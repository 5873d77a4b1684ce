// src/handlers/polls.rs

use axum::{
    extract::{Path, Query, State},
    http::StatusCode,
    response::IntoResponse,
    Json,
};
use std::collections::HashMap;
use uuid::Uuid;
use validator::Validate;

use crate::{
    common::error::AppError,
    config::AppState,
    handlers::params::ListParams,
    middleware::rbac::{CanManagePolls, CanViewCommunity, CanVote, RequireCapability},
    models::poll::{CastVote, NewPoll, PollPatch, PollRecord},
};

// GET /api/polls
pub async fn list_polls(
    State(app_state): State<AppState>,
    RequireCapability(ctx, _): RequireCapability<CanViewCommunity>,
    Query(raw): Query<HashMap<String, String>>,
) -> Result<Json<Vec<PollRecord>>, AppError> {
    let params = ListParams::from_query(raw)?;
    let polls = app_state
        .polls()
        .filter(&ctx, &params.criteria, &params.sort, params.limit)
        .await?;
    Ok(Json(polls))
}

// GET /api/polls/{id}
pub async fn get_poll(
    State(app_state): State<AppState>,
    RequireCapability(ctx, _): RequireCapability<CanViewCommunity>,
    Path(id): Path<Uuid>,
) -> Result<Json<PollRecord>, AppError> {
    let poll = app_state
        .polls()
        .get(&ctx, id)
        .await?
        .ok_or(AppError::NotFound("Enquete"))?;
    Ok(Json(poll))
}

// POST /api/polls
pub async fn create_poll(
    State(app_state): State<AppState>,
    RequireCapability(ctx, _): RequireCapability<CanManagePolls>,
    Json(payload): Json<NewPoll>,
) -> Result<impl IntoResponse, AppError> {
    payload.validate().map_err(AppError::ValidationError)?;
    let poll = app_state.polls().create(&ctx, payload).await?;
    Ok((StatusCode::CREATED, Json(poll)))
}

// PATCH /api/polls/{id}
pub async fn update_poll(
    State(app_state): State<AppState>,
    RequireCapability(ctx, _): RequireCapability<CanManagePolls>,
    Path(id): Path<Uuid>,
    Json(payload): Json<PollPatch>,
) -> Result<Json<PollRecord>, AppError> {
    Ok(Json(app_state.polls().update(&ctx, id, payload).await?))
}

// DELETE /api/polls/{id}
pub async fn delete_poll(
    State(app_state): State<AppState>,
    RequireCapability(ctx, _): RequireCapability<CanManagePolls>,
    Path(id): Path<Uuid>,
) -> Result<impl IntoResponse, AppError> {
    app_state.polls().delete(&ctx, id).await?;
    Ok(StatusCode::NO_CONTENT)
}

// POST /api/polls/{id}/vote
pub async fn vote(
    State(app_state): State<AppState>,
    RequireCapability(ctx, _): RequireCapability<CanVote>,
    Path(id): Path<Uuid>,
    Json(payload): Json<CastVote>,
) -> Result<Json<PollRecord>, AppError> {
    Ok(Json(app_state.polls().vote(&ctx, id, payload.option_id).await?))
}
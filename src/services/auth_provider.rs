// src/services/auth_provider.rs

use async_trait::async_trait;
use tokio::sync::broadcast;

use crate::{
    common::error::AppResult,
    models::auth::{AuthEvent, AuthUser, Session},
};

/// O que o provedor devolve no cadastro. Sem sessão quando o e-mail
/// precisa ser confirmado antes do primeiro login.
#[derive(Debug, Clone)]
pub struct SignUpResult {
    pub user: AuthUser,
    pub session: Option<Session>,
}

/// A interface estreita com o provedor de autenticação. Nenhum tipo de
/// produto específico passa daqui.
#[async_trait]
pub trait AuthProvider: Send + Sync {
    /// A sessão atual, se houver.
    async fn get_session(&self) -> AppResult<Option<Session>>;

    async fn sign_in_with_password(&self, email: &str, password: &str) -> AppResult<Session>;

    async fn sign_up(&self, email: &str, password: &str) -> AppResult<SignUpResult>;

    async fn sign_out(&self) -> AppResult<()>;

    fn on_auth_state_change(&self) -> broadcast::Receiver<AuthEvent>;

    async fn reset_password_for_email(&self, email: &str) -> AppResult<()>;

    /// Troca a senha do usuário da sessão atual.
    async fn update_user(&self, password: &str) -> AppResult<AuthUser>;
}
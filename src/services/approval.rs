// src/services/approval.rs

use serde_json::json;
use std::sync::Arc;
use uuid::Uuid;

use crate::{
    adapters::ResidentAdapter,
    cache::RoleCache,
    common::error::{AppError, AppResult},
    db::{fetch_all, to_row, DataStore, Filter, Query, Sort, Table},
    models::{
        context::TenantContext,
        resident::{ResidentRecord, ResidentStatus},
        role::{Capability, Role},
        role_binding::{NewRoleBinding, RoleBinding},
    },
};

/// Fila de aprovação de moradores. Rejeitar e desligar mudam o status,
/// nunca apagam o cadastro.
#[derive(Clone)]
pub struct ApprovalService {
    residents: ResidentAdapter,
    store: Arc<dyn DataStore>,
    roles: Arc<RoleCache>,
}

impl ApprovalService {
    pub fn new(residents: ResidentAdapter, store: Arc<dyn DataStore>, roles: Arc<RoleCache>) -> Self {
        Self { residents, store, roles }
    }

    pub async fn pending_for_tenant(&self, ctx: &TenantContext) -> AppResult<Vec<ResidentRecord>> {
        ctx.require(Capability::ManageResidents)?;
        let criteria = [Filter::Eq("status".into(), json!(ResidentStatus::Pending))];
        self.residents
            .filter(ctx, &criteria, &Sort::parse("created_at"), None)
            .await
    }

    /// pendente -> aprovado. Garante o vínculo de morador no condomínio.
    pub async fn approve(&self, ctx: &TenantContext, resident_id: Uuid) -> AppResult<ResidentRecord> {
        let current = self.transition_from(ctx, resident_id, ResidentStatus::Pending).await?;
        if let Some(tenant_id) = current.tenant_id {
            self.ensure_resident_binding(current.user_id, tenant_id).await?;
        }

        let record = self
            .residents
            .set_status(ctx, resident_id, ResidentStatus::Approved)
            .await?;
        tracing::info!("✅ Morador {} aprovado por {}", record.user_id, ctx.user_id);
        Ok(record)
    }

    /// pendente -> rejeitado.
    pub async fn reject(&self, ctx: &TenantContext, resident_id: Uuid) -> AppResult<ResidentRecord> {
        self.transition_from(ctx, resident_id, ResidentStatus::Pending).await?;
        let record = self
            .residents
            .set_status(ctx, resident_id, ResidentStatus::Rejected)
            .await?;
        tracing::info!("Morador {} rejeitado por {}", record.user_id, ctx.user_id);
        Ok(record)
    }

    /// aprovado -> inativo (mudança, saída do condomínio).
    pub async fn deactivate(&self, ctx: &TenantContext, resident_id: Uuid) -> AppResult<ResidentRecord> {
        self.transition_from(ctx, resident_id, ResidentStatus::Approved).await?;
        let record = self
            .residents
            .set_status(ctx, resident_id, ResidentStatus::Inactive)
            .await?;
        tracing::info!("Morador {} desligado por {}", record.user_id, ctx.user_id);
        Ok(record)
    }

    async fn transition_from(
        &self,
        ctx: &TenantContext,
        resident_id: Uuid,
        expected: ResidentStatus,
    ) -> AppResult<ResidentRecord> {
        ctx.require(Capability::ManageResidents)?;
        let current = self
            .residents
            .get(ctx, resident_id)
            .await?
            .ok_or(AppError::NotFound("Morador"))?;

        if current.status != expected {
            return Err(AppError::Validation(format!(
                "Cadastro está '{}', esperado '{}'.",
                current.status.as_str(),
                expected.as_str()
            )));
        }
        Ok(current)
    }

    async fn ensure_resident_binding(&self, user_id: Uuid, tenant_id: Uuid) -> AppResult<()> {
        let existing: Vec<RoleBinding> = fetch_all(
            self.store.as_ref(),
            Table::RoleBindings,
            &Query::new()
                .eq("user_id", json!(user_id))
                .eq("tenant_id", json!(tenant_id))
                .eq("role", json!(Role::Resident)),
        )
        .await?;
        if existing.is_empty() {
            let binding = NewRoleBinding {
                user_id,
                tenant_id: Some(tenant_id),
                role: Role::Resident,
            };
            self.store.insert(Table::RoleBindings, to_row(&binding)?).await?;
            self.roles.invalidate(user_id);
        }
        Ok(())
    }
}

- - - - - - -

Work to be completed – Reproduce every line in the data that has the word "NewPoll" in it.

Solution –
    models::poll::{CastVote, NewPoll, PollPatch, PollRecord},
    Json(payload): Json<NewPoll>,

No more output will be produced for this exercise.